Here’s Your Ultimate Guide To Visiting Yosemite

Take five days to explore and enjoy this magnificent valley surrounded by soaring granite cliffs in California’s Sierra Nevada range.

Soak in the spray of thunderous waterfalls cascading down towering gray mountains and bask in the fiery glow of Half Dome, an immense charcoal rock burnished to a blazing orange by the setting sun. Here is all the information you need for your unforgettable Yosemite getaway.


Yosemite Valley. Photo cred: Photo by Robby McCullough on Unsplash

Native Americans have lived in and around Yosemite Valley since the end of the Ice Age. When the California Gold Rush began in 1848, thousands of miners, ranchers and homesteaders descended on Yosemite in search of gold and property and invaded native Ahwahneechee land, taking food and territory. In 1851, a volunteer militia called the Mariposa Battalion forced the Ahwahneechee away from Yosemite Valley by burning their villages and driving them onto reservations.

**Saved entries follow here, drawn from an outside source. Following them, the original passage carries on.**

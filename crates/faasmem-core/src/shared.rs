//! Bin-packing registry of shared actions

use crate::action::Action;
use crate::{Error, Result};
use std::collections::HashMap;
use std::sync::Arc;
use tokio::sync::Mutex;

#[derive(Default)]
struct Entries {
    list: Vec<Arc<Action>>,
    index: HashMap<String, usize>,
}

impl Entries {
    fn remove(&mut self, position: usize) -> Arc<Action> {
        let action = self.list.remove(position);
        self.index.remove(action.name());
        for (i, later) in self.list.iter().enumerate().skip(position) {
            self.index.insert(later.name().to_string(), i);
        }
        action
    }
}

/// Remaining capacity of one shared action
#[derive(Debug, Clone, PartialEq, Eq)]
pub struct SharedActionStat {
    pub name: String,
    pub remaining: u32,
}

/// Actions currently multiplexing small allocations.
///
/// Structural changes (add, evict) serialize on one mutex. Capacity itself is
/// taken with per-action compare-and-swap, so concurrent borrows only hold
/// the mutex long enough to copy the entry list.
#[derive(Default)]
pub struct SharedActionRegistry {
    entries: Mutex<Entries>,
}

impl SharedActionRegistry {
    pub fn new() -> Self {
        Self::default()
    }

    /// Number of resident shared actions
    pub async fn len(&self) -> usize {
        self.entries.lock().await.list.len()
    }

    pub async fn is_empty(&self) -> bool {
        self.len().await == 0
    }

    /// Take `units` from the first action, in insertion order, that has room.
    ///
    /// `None` means no resident action fits; nothing was reserved.
    pub async fn borrow(&self, units: u32) -> Option<Arc<Action>> {
        let snapshot = self.entries.lock().await.list.clone();
        let found = snapshot.into_iter().find(|action| action.try_reserve(units));
        if let Some(action) = &found {
            tracing::debug!(action = %action.name(), units, remaining = action.remaining(), "borrowed shared capacity");
        }
        found
    }

    /// Register an action fresh from [`crate::IdleActionPool::take_for_sharing`]
    pub async fn add(&self, action: Arc<Action>) -> Result<()> {
        let mut entries = self.entries.lock().await;
        if !action.is_fully_free() {
            return Err(Error::InconsistentState(format!(
                "action `{}` must have {} free units to be shared, has {}",
                action.name(),
                action.shared_capacity(),
                action.remaining()
            )));
        }
        if entries.index.contains_key(action.name()) {
            return Err(Error::InconsistentState(format!(
                "action `{}` is already shared",
                action.name()
            )));
        }

        let position = entries.list.len();
        entries.index.insert(action.name().to_string(), position);
        entries.list.push(action);
        Ok(())
    }

    /// Return `units` to `action`.
    ///
    /// An action whose capacity is entirely free again is evicted and torn
    /// down, unless it is the last one resident. A teardown failure is
    /// reported but the action stays evicted.
    pub async fn give_back(&self, action: &Action, units: u32) -> Result<()> {
        let mut entries = self.entries.lock().await;
        let Some(&position) = entries.index.get(action.name()) else {
            return Err(Error::InconsistentState(format!(
                "no shared action named `{}`",
                action.name()
            )));
        };

        let remaining = action.give_back(units)?;
        tracing::debug!(action = %action.name(), units, remaining, "gave back shared capacity");

        if remaining == action.shared_capacity() && entries.list.len() > 1 && action.seal() {
            let evicted = entries.remove(position);
            tracing::info!(action = %evicted.name(), resident = entries.list.len(), "evicting idle shared action");
            evicted.teardown().await?;
        }
        Ok(())
    }

    /// Remaining capacity per resident action, in insertion order
    pub async fn stats(&self) -> Vec<SharedActionStat> {
        self.entries
            .lock()
            .await
            .list
            .iter()
            .map(|a| SharedActionStat {
                name: a.name().to_string(),
                remaining: a.remaining(),
            })
            .collect()
    }

    /// Evict and tear down every resident action
    pub async fn shutdown(&self) {
        let drained = std::mem::take(&mut *self.entries.lock().await);
        for action in drained.list {
            if let Err(e) = action.teardown().await {
                tracing::warn!(action = %action.name(), error = %e, "cannot tear down shared action");
            }
        }
    }
}
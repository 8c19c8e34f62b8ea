//! REST control-plane adapter

use super::{ActionRequest, ActionRuntime, ActionSpec, PingReply, RuntimeError, RuntimeFuture};
use reqwest::{Client as HttpClient, Method, RequestBuilder, StatusCode};
use serde::Serialize;
use std::time::{Duration, Instant};

/// Connection settings for the control plane.
#[derive(Debug, Clone)]
pub struct RestConfig {
    /// Host, optionally with scheme; `https://` is assumed when missing
    pub api_host: String,
    /// Platform namespace actions live in
    pub namespace: String,
    /// Basic-auth user
    pub auth_user: String,
    /// Basic-auth password
    pub auth_password: String,
    /// Accept self-signed control-plane certificates
    pub accept_invalid_certs: bool,
    /// Bound on a single ping request
    pub ping_timeout: Duration,
}

impl Default for RestConfig {
    fn default() -> Self {
        Self {
            api_host: "localhost".to_string(),
            namespace: "guest".to_string(),
            auth_user: String::new(),
            auth_password: String::new(),
            accept_invalid_certs: true,
            ping_timeout: Duration::from_secs(60),
        }
    }
}

#[derive(Serialize)]
struct Exec<'a> {
    kind: &'static str,
    code: String,
    image: &'a str,
    binary: bool,
}

#[derive(Serialize)]
struct Annotation {
    key: &'static str,
    value: serde_json::Value,
}

#[derive(Serialize)]
struct Limits {
    timeout: u64,
    memory: u32,
    logs: u32,
    concurrency: u32,
}

#[derive(Serialize)]
struct PutActionBody<'a> {
    namespace: &'a str,
    name: &'a str,
    exec: Exec<'a>,
    annotations: Vec<Annotation>,
    limits: Limits,
    publish: bool,
}

/// [`ActionRuntime`] over the platform's REST API.
#[derive(Debug, Clone)]
pub struct RestRuntime {
    config: RestConfig,
    http: HttpClient,
}

impl RestRuntime {
    /// Create an adapter
    pub fn new(config: RestConfig) -> Result<Self, RuntimeError> {
        let http = HttpClient::builder()
            .danger_accept_invalid_certs(config.accept_invalid_certs)
            .build()
            .map_err(|e| RuntimeError::Transport(e.to_string()))?;

        Ok(Self { config, http })
    }

    fn action_url(&self, name: &str) -> String {
        let host = self.config.api_host.trim_end_matches('/');
        let base = if host.starts_with("http://") || host.starts_with("https://") {
            host.to_string()
        } else {
            format!("https://{}", host)
        };
        format!(
            "{}/api/v1/namespaces/{}/actions/{}",
            base, self.config.namespace, name
        )
    }

    fn request(&self, method: Method, url: &str) -> RequestBuilder {
        self.http
            .request(method, url)
            .basic_auth(&self.config.auth_user, Some(&self.config.auth_password))
    }

    /// Send and return the body of a 200 answer
    async fn send(&self, request: RequestBuilder) -> Result<String, RuntimeError> {
        let response = request.send().await.map_err(|e| {
            if e.is_timeout() {
                RuntimeError::Timeout
            } else {
                RuntimeError::Transport(e.to_string())
            }
        })?;

        let status = response.status();
        let body = response
            .text()
            .await
            .map_err(|e| RuntimeError::Transport(e.to_string()))?;

        if status == StatusCode::OK {
            Ok(body)
        } else {
            Err(RuntimeError::Status {
                code: status.as_u16(),
                body,
            })
        }
    }

    async fn put_action(&self, spec: &ActionSpec) -> Result<(), RuntimeError> {
        let started = Instant::now();
        let code = tokio::fs::read_to_string(&spec.artifact.code_path).await?;
        let body = PutActionBody {
            namespace: &self.config.namespace,
            name: &spec.name,
            exec: Exec {
                kind: "blackbox",
                code,
                image: &spec.artifact.image,
                binary: false,
            },
            annotations: vec![
                Annotation {
                    key: "provide-api-key",
                    value: serde_json::Value::Bool(false),
                },
                Annotation {
                    key: "exec",
                    value: serde_json::Value::from("blackbox"),
                },
            ],
            limits: Limits {
                timeout: spec.timeout_ms,
                memory: spec.memory_mb,
                logs: 10,
                concurrency: 1,
            },
            publish: false,
        };

        let url = format!("{}?overwrite=true", self.action_url(&spec.name));
        self.send(self.request(Method::PUT, &url).json(&body))
            .await?;
        tracing::debug!(
            action = %spec.name,
            memory_mb = spec.memory_mb,
            elapsed_ms = started.elapsed().as_millis() as u64,
            "action definition written"
        );
        Ok(())
    }

    async fn post_request(
        &self,
        name: &str,
        request: &ActionRequest,
        timeout: Option<Duration>,
    ) -> Result<String, RuntimeError> {
        let url = format!("{}?blocking=true&result=true", self.action_url(name));
        let mut builder = self.request(Method::POST, &url).json(request);
        if let Some(timeout) = timeout {
            builder = builder.timeout(timeout);
        }
        self.send(builder).await
    }
}

impl ActionRuntime for RestRuntime {
    fn provision<'a>(&'a self, spec: &'a ActionSpec) -> RuntimeFuture<'a, ()> {
        Box::pin(self.put_action(spec))
    }

    fn update_memory<'a>(&'a self, spec: &'a ActionSpec) -> RuntimeFuture<'a, ()> {
        Box::pin(self.put_action(spec))
    }

    fn ping<'a>(&'a self, name: &'a str) -> RuntimeFuture<'a, PingReply> {
        Box::pin(async move {
            let out = self
                .post_request(name, &ActionRequest::Ping, Some(self.config.ping_timeout))
                .await?;
            PingReply::parse(&out)
        })
    }

    fn invoke<'a>(
        &'a self,
        name: &'a str,
        request: &'a ActionRequest,
    ) -> RuntimeFuture<'a, String> {
        Box::pin(self.post_request(name, request, None))
    }

    fn delete<'a>(&'a self, name: &'a str) -> RuntimeFuture<'a, ()> {
        Box::pin(async move {
            self.send(self.request(Method::DELETE, &self.action_url(name)))
                .await
                .map(|_| ())
        })
    }

    fn kind(&self) -> &'static str {
        "rest"
    }
}
//! `wsk` command-line adapter

use super::{ActionRequest, ActionRuntime, ActionSpec, PingReply, RuntimeError, RuntimeFuture};
use std::path::PathBuf;
use std::time::Duration;
use tokio::process::Command;

/// Where to find the platform CLI and its credentials
#[derive(Debug, Clone)]
pub struct CliConfig {
    /// Path of the `wsk` binary
    pub wsk: PathBuf,
    /// Properties file exported as `WSK_CONFIG_FILE`
    pub config_file: Option<PathBuf>,
    /// Bound on a single ping invocation
    pub ping_timeout: Duration,
}

impl Default for CliConfig {
    fn default() -> Self {
        Self {
            wsk: PathBuf::from("wsk"),
            config_file: None,
            ping_timeout: Duration::from_secs(60),
        }
    }
}

/// [`ActionRuntime`] that shells out to `wsk`.
#[derive(Debug, Clone)]
pub struct CliRuntime {
    config: CliConfig,
}

impl CliRuntime {
    pub fn new(config: CliConfig) -> Self {
        Self { config }
    }

    fn command(&self, args: &[String]) -> Command {
        let mut cmd = Command::new(&self.config.wsk);
        cmd.arg("-i").args(args).kill_on_drop(true);
        if let Some(file) = &self.config.config_file {
            cmd.env("WSK_CONFIG_FILE", file);
        }
        cmd
    }

    /// Run `wsk` and return its stdout
    async fn run(&self, args: Vec<String>) -> Result<String, RuntimeError> {
        let rendered = format!("{} -i {}", self.config.wsk.display(), args.join(" "));
        tracing::debug!(command = %rendered, "running platform command");

        let output = self.command(&args).output().await?;
        if !output.status.success() {
            return Err(RuntimeError::Command {
                command: rendered,
                status: output.status.to_string(),
                stderr: String::from_utf8_lossy(&output.stderr).trim().to_string(),
            });
        }
        Ok(String::from_utf8_lossy(&output.stdout).into_owned())
    }

    fn invoke_args(name: &str, request: &ActionRequest) -> Vec<String> {
        let mut args: Vec<String> = ["action", "invoke", "--result", "--blocking", name]
            .iter()
            .map(|s| s.to_string())
            .collect();
        let mut param = |key: &str, value: String| {
            args.push("--param".to_string());
            args.push(key.to_string());
            args.push(value);
        };
        param("op", request.op().to_string());
        match request {
            ActionRequest::Ping => {}
            ActionRequest::Create { key, size } => {
                param("key", key.to_string());
                param("size", size.to_string());
            }
            ActionRequest::Destroy { key } => param("key", key.to_string()),
        }
        args
    }
}

impl ActionRuntime for CliRuntime {
    fn provision<'a>(&'a self, spec: &'a ActionSpec) -> RuntimeFuture<'a, ()> {
        Box::pin(async move {
            let args = vec![
                "action".to_string(),
                "update".to_string(),
                spec.name.clone(),
                spec.artifact.code_path.display().to_string(),
                "--docker".to_string(),
                spec.artifact.image.clone(),
                "-m".to_string(),
                spec.memory_mb.to_string(),
                "-t".to_string(),
                spec.timeout_ms.to_string(),
            ];
            self.run(args).await.map(|_| ())
        })
    }

    fn update_memory<'a>(&'a self, spec: &'a ActionSpec) -> RuntimeFuture<'a, ()> {
        Box::pin(async move {
            let args = vec![
                "action".to_string(),
                "update".to_string(),
                spec.name.clone(),
                "-m".to_string(),
                spec.memory_mb.to_string(),
            ];
            self.run(args).await.map(|_| ())
        })
    }

    fn ping<'a>(&'a self, name: &'a str) -> RuntimeFuture<'a, PingReply> {
        Box::pin(async move {
            let args = Self::invoke_args(name, &ActionRequest::Ping);
            let out = tokio::time::timeout(self.config.ping_timeout, self.run(args))
                .await
                .map_err(|_| RuntimeError::Timeout)??;
            PingReply::parse(&out)
        })
    }

    fn invoke<'a>(
        &'a self,
        name: &'a str,
        request: &'a ActionRequest,
    ) -> RuntimeFuture<'a, String> {
        Box::pin(self.run(Self::invoke_args(name, request)))
    }

    fn delete<'a>(&'a self, name: &'a str) -> RuntimeFuture<'a, ()> {
        Box::pin(async move {
            let args = vec!["action".to_string(), "delete".to_string(), name.to_string()];
            self.run(args).await.map(|_| ())
        })
    }

    fn kind(&self) -> &'static str {
        "cli"
    }
}

#[cfg(test)]
mod tests {
    use super::*;

    #[test]
    fn test_invoke_args_create() {
        let args = CliRuntime::invoke_args(
            "StateFunction-2",
            &ActionRequest::Create { key: 42, size: 4096 },
        );
        assert_eq!(
            args.join(" "),
            "action invoke --result --blocking StateFunction-2 \
             --param op create --param key 42 --param size 4096"
        );
    }

    #[test]
    fn test_invoke_args_ping() {
        let args = CliRuntime::invoke_args("a", &ActionRequest::Ping);
        assert_eq!(args.join(" "), "action invoke --result --blocking a --param op ping");
    }

    #[tokio::test]
    async fn test_missing_binary_is_io_error() {
        let runtime = CliRuntime::new(CliConfig {
            wsk: PathBuf::from("/nonexistent/wsk"),
            ..CliConfig::default()
        });
        let err = runtime.delete("a").await.unwrap_err();
        assert!(matches!(err, RuntimeError::Io(_)));
    }

    #[cfg(unix)]
    #[tokio::test]
    async fn test_failing_command_reports_status() {
        let runtime = CliRuntime::new(CliConfig {
            wsk: PathBuf::from("false"),
            ..CliConfig::default()
        });
        let err = runtime.delete("a").await.unwrap_err();
        assert!(matches!(err, RuntimeError::Command { .. }));
    }
}
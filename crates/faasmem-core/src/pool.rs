//! Routing of allocations to exclusive or shared actions

use crate::action::{Action, ActionContext};
use crate::config::PoolConfig;
use crate::idle::IdleActionPool;
use crate::runtime::ActionRuntime;
use crate::shared::{SharedActionRegistry, SharedActionStat};
use crate::{Error, Result};
use std::sync::Arc;
use std::time::Instant;

/// Action chosen to back one allocation
#[derive(Debug, Clone)]
pub struct Placement {
    /// Backing action
    pub action: Arc<Action>,
    /// Capacity units reserved on it
    pub units: u32,
}

impl Placement {
    pub fn is_exclusive(&self) -> bool {
        self.action.is_exclusive()
    }
}

/// Snapshot of pool occupancy
#[derive(Debug, Clone, PartialEq, Eq)]
pub struct PoolStats {
    pub idle_queued: usize,
    pub idle_in_flight: usize,
    pub shared: Vec<SharedActionStat>,
}

/// Warm idle actions plus the shared registry.
///
/// Requests above the sharing threshold take a whole idle action, resized to
/// fit; everything else is bin-packed onto shared actions.
pub struct ActionPool {
    config: PoolConfig,
    idle: IdleActionPool,
    shared: SharedActionRegistry,
}

impl ActionPool {
    /// Start replenishing and wait for the first shared action.
    pub async fn start(runtime: Arc<dyn ActionRuntime>, config: PoolConfig) -> Result<Self> {
        config.validate()?;

        let ctx = Arc::new(ActionContext::new(runtime, &config));
        let idle = IdleActionPool::start(ctx, &config);
        let shared = SharedActionRegistry::new();
        shared.add(idle.take_for_sharing().await?).await?;

        Ok(Self {
            config,
            idle,
            shared,
        })
    }

    /// Configuration the pool runs with
    pub fn config(&self) -> &PoolConfig {
        &self.config
    }

    /// Shared registry
    pub fn shared(&self) -> &SharedActionRegistry {
        &self.shared
    }

    /// Idle pool
    pub fn idle(&self) -> &IdleActionPool {
        &self.idle
    }

    /// Find an action able to hold `bytes`
    pub async fn acquire(&self, bytes: u64) -> Result<Placement> {
        let units = self.config.units_for(bytes);
        if units > u64::from(self.config.sharing_threshold) {
            self.acquire_exclusive(bytes, units).await
        } else {
            // bounded by the threshold, which is a u32
            self.acquire_shared(units as u32).await
        }
    }

    async fn acquire_exclusive(&self, bytes: u64, units: u64) -> Result<Placement> {
        let (units, memory_mb) = u32::try_from(units)
            .ok()
            .and_then(|u| u.checked_add(self.config.base_overhead_mb).map(|m| (u, m)))
            .ok_or_else(|| Error::Exhausted(format!("{bytes} bytes exceed any action size")))?;

        let started = Instant::now();
        let action = self.idle.take().await?;
        if let Err(e) = action.resize(memory_mb).await {
            tracing::error!(action = %action.name(), error = %e, "cannot resize exclusive action");
            if let Err(teardown) = action.teardown().await {
                tracing::warn!(action = %action.name(), error = %teardown, "cannot tear down misconfigured action");
            }
            return Err(e);
        }

        tracing::info!(
            action = %action.name(),
            memory_mb,
            elapsed_ms = started.elapsed().as_millis() as u64,
            "instantiated exclusive action"
        );
        Ok(Placement { action, units })
    }

    async fn acquire_shared(&self, units: u32) -> Result<Placement> {
        if let Some(action) = self.shared.borrow(units).await {
            return Ok(Placement { action, units });
        }

        let fresh = self.idle.take_for_sharing().await?;
        if let Err(e) = self.shared.add(Arc::clone(&fresh)).await {
            tracing::error!(action = %fresh.name(), error = %e, "cannot register shared action");
            if let Err(teardown) = fresh.teardown().await {
                tracing::warn!(action = %fresh.name(), error = %teardown, "cannot tear down unregistered action");
            }
            return Err(e);
        }

        self.shared
            .borrow(units)
            .await
            .map(|action| Placement { action, units })
            .ok_or_else(|| {
                Error::InconsistentState(format!(
                    "no shared action fits {units} units right after adding `{}`",
                    fresh.name()
                ))
            })
    }

    /// Undo a placement: tear down an exclusive action, or give the units
    /// back to the shared registry
    pub async fn reclaim(&self, action: &Action, units: u32) -> Result<()> {
        if action.is_exclusive() {
            action.teardown().await
        } else {
            self.shared.give_back(action, units).await
        }
    }

    /// Occupancy snapshot
    pub async fn stats(&self) -> PoolStats {
        PoolStats {
            idle_queued: self.idle.queued(),
            idle_in_flight: self.idle.in_flight(),
            shared: self.shared.stats().await,
        }
    }

    /// Stop replenishing and tear down idle and shared actions
    pub async fn shutdown(&self) {
        self.idle.shutdown().await;
        self.shared.shutdown().await;
    }
}
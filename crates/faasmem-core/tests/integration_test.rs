//! End-to-end tests against real POSIX shared memory.
//!
//! Run with: cargo test --package faasmem-core --features integration

#[cfg(all(test, feature = "integration"))]
mod integration {
    use shared_memory::ShmemConf;
    use std::sync::Arc;
    use std::time::Duration;

    use faasmem_core::runtime::LocalRuntime;
    use faasmem_core::shm::segment_os_id;
    use faasmem_core::{ActionRuntime, Manager, PoolConfig, MIB};

    /// Key window per test so parallel tests never collide on segment names
    fn config(first_key: u32) -> PoolConfig {
        PoolConfig {
            pool_size: 1,
            key_range: first_key..first_key + 16,
            retry_cooldown: Duration::from_millis(10),
            ..PoolConfig::default()
        }
    }

    async fn start(first_key: u32) -> (Arc<LocalRuntime>, Manager) {
        let runtime = Arc::new(LocalRuntime::new());
        let manager = Manager::start(
            Arc::clone(&runtime) as Arc<dyn ActionRuntime>,
            config(first_key),
        )
        .await
        .unwrap();
        (runtime, manager)
    }

    /// A second mapping sees bytes written through the first
    #[tokio::test]
    async fn test_segment_is_shared_between_mappings() {
        let (_runtime, manager) = start(0x7777_e000).await;

        let key = manager.create_shm("frames", 4096).await.unwrap();
        let os_id = segment_os_id(key);

        let writer = ShmemConf::new().os_id(&os_id).open().unwrap();
        let reader = ShmemConf::new().os_id(&os_id).open().unwrap();
        let data = b"Hello from another mapping!";
        unsafe {
            std::ptr::copy_nonoverlapping(data.as_ptr(), writer.as_ptr(), data.len());
            let seen = std::slice::from_raw_parts(reader.as_ptr(), data.len());
            assert_eq!(seen, data);
        }

        drop(writer);
        drop(reader);
        manager.destroy_shm("frames").await.unwrap();
        assert!(ShmemConf::new().os_id(&os_id).open().is_err());
    }

    #[tokio::test]
    async fn test_exclusive_action_is_resized_and_deleted() {
        let (runtime, manager) = start(0x7777_e100).await;

        manager.create_shm("big", 300 * MIB).await.unwrap();
        let object = manager.object("big").unwrap();
        assert!(object.is_exclusive());
        let action = object.action.name().to_string();
        assert_eq!(runtime.memory_of(&action), Some(364));
        assert_eq!(runtime.segment_count(&action), 1);

        manager.destroy_shm("big").await.unwrap();
        assert_eq!(runtime.memory_of(&action), None);
    }

    #[tokio::test]
    async fn test_shutdown_unlinks_segments() {
        let (_runtime, manager) = start(0x7777_e200).await;

        let small = manager.create_shm("small", 64).await.unwrap();
        let big = manager.create_shm("big", 257 * MIB).await.unwrap();
        manager.shutdown().await;

        assert!(ShmemConf::new().os_id(segment_os_id(small)).open().is_err());
        assert!(ShmemConf::new().os_id(segment_os_id(big)).open().is_err());
    }
}
//! faasmem - Shared-memory segments backed by a pool of serverless actions

pub mod action;
pub mod config;
pub mod error;
pub mod guard;
pub mod idle;
pub mod key;
pub mod manager;
pub mod object;
pub mod pool;
pub mod runtime;
pub mod shared;
pub mod shm;

pub use action::{Action, ActionContext, ActionState};
pub use config::{ActionArtifact, PoolConfig, MIB};
pub use error::{Error, ErrorKind, Result};
pub use guard::KeyLease;
pub use idle::IdleActionPool;
pub use key::{Key, KeyAllocator, KeyPolicy};
pub use manager::{Manager, ManagerStats};
pub use object::ShmObject;
pub use pool::{ActionPool, Placement, PoolStats};
pub use runtime::{ActionRequest, ActionRuntime, ActionSpec, PingReply, RuntimeError};
pub use shared::{SharedActionRegistry, SharedActionStat};
pub use shm::Segment;
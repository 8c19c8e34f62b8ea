//! Performance benchmarks for faasmem
//!
//! Run with: cargo bench --package faasmem-core

use criterion::{black_box, criterion_group, criterion_main, BenchmarkId, Criterion};
use faasmem_core::runtime::MockRuntime;
use faasmem_core::{
    ActionRuntime, KeyAllocator, KeyPolicy, Manager, PoolConfig, SharedActionRegistry,
};
use std::sync::Arc;
use tokio::runtime::Runtime;

fn bench_key_allocate_release(c: &mut Criterion) {
    let mut group = c.benchmark_group("key_allocate_release");

    for policy in [KeyPolicy::FreeList, KeyPolicy::RandomProbe] {
        group.bench_with_input(
            BenchmarkId::from_parameter(format!("{policy:?}")),
            &policy,
            |b, &policy| {
                let keys = KeyAllocator::new(PoolConfig::default().key_range, policy);
                // half-full namespace so random probing sees collisions
                for _ in 0..keys.capacity() / 2 {
                    let _ = keys.allocate();
                }
                b.iter(|| {
                    // random probing may give up; that is part of the cost
                    black_box(keys.allocate().map(|key| keys.release(key)))
                });
            },
        );
    }
    group.finish();
}

fn bench_shared_borrow(c: &mut Criterion) {
    let rt = Runtime::new().unwrap();
    let runtime = Arc::new(MockRuntime::new());
    let pool = rt
        .block_on(faasmem_core::ActionPool::start(
            Arc::clone(&runtime) as Arc<dyn ActionRuntime>,
            PoolConfig::default(),
        ))
        .unwrap();
    let registry: &SharedActionRegistry = pool.shared();

    c.bench_function("shared_borrow_give_back", |b| {
        b.iter(|| {
            rt.block_on(async {
                let action = registry.borrow(black_box(8)).await.unwrap();
                registry.give_back(&action, 8).await.unwrap();
            })
        });
    });

    rt.block_on(pool.shutdown());
}

fn bench_create_destroy(c: &mut Criterion) {
    let rt = Runtime::new().unwrap();
    let runtime = Arc::new(MockRuntime::new());
    let manager = rt
        .block_on(Manager::start(
            Arc::clone(&runtime) as Arc<dyn ActionRuntime>,
            PoolConfig::default(),
        ))
        .unwrap();

    let mut group = c.benchmark_group("create_destroy");
    group.sample_size(50);
    for size in [1024u64, 1 << 20, 64 << 20].iter() {
        group.bench_with_input(BenchmarkId::from_parameter(size), size, |b, &size| {
            b.iter(|| {
                rt.block_on(async {
                    let key = manager.create_shm("bench", size).await.unwrap();
                    black_box(key);
                    manager.destroy_shm("bench").await.unwrap();
                })
            });
        });
    }
    group.finish();

    rt.block_on(manager.shutdown());
}

criterion_group!(
    benches,
    bench_key_allocate_release,
    bench_shared_borrow,
    bench_create_destroy
);
criterion_main!(benches);
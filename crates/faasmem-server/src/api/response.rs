//! JSON response builders for the API.

use bytes::Bytes;
use http_body_util::Full;
use hyper::{Response, StatusCode};
use serde::Serialize;

/// Envelope every endpoint except `/ping` answers with
#[derive(Debug, Serialize)]
pub struct Envelope<T: Serialize> {
    pub status: &'static str,
    pub message: T,
}

/// Build a JSON response with status code.
pub fn json_response<T: Serialize>(status: StatusCode, body: &T) -> Response<Full<Bytes>> {
    let json = serde_json::to_string(body).unwrap_or_else(|e| {
        serde_json::json!({
            "status": "Error",
            "message": format!("Serialization error: {}", e),
        })
        .to_string()
    });

    let mut response = Response::new(Full::new(Bytes::from(json)));
    *response.status_mut() = status;
    response.headers_mut().insert(
        hyper::header::CONTENT_TYPE,
        hyper::header::HeaderValue::from_static("application/json"),
    );
    response
}

/// Build a 200 `{status: "OK", message}` response.
pub fn ok<T: Serialize>(message: T) -> Response<Full<Bytes>> {
    json_response(
        StatusCode::OK,
        &Envelope {
            status: "OK",
            message,
        },
    )
}
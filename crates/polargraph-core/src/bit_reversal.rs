//! Bit-Reversal Permutation
//!
//! The polar transform `G_N = B_N F^{⊗n}` applies the bit-reversal
//! permutation `B_N` to its rows. The factor graph stores information
//! variables in butterfly order, so `u[i]` lives at row `bit_reverse(i, n)`.
//!
//! ## Example
//!
//! ```rust
//! use polargraph_core::bit_reversal::bit_reverse;
//!
//! // 0b001 -> 0b100
//! assert_eq!(bit_reverse(1, 3), 4);
//! assert_eq!(bit_reverse(6, 3), 3);
//! ```

/// Reverse the lowest `width` bits of `value`.
///
/// Bits above `width` are ignored. `width == 0` always yields `0`.
#[inline]
pub fn bit_reverse(value: usize, width: u32) -> usize {
    if width == 0 {
        return 0;
    }
    debug_assert!(width <= usize::BITS);
    value.reverse_bits() >> (usize::BITS - width)
}

/// Full bit-reversal permutation of `0..2^width`.
pub fn bit_reversal_permutation(width: u32) -> Vec<usize> {
    (0..1usize << width).map(|i| bit_reverse(i, width)).collect()
}

#[cfg(test)]
mod tests {
    use super::*;

    /// Reference implementation through the binary string representation.
    fn reverse_via_string(value: usize, width: u32) -> usize {
        if width == 0 {
            return 0;
        }
        let s = format!("{:0width$b}", value, width = width as usize);
        let reversed: String = s.chars().rev().collect();
        usize::from_str_radix(&reversed, 2).unwrap()
    }

    #[test]
    fn test_matches_string_reference() {
        for width in 0..=10 {
            for value in 0..(1usize << width) {
                assert_eq!(
                    bit_reverse(value, width),
                    reverse_via_string(value, width),
                    "value={value} width={width}"
                );
            }
        }
    }

    #[test]
    fn test_involution() {
        for value in 0..256 {
            assert_eq!(bit_reverse(bit_reverse(value, 8), 8), value);
        }
    }

    #[test]
    fn test_permutation_n2() {
        assert_eq!(bit_reversal_permutation(2), vec![0, 2, 1, 3]);
    }

    #[test]
    fn test_ignores_high_bits() {
        assert_eq!(bit_reverse(0b1_0001, 4), 0b1000);
    }
}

Congress established Yosemite as the nation’s third national park in 1890 after naturalist and wilderness activist John Muir campaigned for government protection. Today, Native American tribes steward Yosemite land, share ecological knowledge with park administrators and collaborate with the National Park Service and Yosemite Conservancy to care for the environment.


Come to Yosemite in May or September for pleasant temperatures and few visitors. If you’re planning on a summer trip, however, be prepared for crowded trails and an expensive hotel stay. Plan your summer vacation in advance and book your hotel room or campsite early to guarantee you get your desired place to stay.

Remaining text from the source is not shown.